Isolate every line in the data with the string "rust" and copy it.

*Raw data:*
§

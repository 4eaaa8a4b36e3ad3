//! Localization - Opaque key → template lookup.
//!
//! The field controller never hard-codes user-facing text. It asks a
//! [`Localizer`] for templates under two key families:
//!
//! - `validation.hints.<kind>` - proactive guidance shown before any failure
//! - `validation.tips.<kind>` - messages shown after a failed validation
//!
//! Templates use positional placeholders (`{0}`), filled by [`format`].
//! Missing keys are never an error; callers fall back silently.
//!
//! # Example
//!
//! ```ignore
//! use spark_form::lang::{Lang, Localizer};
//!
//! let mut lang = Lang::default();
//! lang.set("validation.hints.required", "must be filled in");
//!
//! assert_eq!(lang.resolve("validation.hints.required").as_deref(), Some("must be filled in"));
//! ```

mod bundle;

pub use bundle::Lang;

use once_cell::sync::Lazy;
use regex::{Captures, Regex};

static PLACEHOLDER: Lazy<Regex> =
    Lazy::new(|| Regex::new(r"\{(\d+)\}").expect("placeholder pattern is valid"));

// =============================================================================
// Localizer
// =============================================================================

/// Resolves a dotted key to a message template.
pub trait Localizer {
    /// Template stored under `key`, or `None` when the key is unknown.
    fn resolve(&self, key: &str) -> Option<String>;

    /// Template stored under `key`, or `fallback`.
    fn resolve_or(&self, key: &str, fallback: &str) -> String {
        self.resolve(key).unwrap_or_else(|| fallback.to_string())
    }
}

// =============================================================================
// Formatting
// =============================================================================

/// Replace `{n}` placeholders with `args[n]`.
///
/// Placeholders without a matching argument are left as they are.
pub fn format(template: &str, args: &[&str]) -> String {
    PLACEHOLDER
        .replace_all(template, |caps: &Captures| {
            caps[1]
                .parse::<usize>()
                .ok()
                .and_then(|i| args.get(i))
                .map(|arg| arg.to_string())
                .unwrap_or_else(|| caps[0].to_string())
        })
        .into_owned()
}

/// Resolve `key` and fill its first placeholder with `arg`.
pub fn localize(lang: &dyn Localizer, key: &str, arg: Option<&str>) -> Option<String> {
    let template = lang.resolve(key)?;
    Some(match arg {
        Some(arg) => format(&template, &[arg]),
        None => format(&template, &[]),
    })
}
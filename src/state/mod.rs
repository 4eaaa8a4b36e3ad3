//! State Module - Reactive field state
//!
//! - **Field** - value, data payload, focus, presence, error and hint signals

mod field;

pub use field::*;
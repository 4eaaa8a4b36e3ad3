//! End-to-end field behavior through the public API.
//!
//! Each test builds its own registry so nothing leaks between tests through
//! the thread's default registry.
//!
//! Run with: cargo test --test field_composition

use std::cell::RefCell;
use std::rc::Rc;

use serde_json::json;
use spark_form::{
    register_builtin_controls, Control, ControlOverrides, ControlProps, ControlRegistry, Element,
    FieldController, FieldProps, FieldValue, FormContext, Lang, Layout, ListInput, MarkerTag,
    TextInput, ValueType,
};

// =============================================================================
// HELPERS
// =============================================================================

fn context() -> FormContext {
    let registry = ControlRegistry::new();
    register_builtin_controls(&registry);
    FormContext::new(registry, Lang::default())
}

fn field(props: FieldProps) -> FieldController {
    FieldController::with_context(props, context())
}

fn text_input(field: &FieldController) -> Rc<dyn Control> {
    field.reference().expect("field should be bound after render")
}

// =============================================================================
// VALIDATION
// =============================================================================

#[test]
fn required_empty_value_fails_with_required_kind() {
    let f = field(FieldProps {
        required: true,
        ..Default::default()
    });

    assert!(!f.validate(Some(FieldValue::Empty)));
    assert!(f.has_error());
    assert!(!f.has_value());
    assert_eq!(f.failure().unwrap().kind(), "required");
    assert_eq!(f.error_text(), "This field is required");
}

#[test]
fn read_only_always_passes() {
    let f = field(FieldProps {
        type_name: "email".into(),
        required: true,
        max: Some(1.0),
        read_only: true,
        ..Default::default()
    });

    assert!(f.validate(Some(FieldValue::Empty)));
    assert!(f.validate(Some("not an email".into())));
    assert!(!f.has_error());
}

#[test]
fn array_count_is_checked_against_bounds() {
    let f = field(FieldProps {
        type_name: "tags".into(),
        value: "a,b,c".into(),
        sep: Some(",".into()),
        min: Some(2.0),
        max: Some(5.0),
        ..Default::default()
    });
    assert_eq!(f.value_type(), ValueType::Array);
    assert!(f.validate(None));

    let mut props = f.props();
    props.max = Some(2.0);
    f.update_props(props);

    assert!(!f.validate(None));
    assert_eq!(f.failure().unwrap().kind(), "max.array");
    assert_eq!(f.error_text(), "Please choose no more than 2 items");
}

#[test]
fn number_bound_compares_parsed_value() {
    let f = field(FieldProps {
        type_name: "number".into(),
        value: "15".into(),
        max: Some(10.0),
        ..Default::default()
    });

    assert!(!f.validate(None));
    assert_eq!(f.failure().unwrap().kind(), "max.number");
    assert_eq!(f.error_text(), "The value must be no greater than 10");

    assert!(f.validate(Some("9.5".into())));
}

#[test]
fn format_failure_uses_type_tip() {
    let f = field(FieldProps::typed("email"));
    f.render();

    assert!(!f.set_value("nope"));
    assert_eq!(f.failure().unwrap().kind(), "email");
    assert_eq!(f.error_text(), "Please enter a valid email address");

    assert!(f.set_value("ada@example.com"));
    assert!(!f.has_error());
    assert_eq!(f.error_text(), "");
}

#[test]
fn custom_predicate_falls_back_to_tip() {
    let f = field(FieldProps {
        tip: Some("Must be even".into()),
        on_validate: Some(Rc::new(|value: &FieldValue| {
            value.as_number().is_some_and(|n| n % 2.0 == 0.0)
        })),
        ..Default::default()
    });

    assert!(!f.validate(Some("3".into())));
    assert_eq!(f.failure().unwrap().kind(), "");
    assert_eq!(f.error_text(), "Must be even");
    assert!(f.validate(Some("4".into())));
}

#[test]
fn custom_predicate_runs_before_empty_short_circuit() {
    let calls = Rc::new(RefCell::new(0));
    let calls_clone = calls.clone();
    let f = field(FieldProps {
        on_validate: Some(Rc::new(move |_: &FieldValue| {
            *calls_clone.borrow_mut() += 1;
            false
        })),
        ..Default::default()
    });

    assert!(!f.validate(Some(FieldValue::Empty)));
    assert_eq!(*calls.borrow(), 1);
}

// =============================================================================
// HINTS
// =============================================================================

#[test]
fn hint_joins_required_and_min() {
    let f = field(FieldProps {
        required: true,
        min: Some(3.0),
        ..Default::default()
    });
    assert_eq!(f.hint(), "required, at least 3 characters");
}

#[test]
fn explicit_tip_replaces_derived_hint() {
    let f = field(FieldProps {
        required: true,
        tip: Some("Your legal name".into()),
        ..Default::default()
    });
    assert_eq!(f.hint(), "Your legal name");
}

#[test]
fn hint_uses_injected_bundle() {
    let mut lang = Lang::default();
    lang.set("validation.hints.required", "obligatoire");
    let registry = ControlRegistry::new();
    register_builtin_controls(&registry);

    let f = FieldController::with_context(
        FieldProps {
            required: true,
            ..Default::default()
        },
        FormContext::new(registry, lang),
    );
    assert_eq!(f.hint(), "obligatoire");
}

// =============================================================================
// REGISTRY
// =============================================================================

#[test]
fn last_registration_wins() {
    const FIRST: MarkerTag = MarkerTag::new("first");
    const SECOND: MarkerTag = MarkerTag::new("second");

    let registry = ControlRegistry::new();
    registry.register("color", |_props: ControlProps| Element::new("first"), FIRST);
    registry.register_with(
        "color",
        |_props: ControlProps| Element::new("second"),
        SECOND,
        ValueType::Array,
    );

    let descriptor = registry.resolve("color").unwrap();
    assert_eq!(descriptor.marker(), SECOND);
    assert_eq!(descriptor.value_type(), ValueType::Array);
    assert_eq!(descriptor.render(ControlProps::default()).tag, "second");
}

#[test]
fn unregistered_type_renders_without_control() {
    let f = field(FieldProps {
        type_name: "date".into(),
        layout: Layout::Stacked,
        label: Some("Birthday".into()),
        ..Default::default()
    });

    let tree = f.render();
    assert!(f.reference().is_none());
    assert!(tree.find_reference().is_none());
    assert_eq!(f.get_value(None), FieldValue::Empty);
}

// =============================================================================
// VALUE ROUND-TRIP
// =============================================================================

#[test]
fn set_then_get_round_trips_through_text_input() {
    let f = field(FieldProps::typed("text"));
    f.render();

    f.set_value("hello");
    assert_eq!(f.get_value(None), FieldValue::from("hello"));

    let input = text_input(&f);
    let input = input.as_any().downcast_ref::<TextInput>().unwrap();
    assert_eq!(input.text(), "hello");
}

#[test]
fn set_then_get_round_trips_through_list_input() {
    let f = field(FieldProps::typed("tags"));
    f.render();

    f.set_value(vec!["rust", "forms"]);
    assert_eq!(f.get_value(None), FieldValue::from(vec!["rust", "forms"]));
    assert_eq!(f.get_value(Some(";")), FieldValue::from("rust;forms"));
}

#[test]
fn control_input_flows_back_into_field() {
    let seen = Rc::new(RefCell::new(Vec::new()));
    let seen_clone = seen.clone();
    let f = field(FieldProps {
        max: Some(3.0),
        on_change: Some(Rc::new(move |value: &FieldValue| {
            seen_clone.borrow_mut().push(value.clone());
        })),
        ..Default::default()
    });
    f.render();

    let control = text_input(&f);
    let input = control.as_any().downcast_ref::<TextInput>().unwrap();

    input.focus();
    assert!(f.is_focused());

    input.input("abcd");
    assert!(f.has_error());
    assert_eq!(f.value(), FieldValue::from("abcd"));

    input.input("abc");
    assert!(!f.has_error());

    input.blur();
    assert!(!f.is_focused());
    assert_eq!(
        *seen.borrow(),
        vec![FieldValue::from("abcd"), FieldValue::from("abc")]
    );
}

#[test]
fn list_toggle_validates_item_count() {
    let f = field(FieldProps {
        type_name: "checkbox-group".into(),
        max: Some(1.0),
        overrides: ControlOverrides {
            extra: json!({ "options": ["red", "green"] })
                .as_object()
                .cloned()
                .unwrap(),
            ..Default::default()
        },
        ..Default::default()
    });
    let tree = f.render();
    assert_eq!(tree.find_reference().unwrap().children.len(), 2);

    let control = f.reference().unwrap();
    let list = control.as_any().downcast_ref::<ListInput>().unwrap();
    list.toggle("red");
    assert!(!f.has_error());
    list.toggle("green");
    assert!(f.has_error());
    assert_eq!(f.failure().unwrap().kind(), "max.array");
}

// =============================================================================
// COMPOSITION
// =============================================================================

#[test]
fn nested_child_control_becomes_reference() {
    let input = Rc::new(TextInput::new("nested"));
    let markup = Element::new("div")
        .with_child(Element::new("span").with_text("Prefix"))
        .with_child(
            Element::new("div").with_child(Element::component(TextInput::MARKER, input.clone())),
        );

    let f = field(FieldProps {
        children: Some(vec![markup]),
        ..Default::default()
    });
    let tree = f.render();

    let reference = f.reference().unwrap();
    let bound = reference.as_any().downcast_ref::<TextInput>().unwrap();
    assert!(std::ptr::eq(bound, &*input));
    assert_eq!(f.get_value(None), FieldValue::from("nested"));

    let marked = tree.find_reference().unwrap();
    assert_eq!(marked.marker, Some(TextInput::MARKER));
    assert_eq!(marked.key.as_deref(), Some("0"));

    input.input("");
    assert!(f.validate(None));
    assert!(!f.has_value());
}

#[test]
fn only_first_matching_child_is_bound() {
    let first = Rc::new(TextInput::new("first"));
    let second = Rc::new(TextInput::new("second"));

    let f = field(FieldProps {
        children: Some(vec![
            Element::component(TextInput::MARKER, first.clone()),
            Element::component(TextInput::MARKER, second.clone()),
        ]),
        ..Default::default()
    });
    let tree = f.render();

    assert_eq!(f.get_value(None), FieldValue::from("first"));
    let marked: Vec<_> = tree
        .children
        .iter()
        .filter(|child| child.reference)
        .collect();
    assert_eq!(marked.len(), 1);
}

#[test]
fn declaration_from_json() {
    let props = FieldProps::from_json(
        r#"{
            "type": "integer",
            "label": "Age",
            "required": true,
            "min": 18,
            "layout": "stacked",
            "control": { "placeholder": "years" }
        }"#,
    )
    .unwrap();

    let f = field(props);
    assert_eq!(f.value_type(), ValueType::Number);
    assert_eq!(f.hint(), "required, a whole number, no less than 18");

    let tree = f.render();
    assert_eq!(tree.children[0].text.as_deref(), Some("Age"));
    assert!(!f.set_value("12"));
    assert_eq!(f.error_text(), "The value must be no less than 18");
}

§

*Reply to the task:*
    f.set_value(vec!["rust", "forms"]);
    assert_eq!(f.get_value(None), FieldValue::from(vec!["rust", "forms"]));
    assert_eq!(f.get_value(Some(";")), FieldValue::from("rust;forms"));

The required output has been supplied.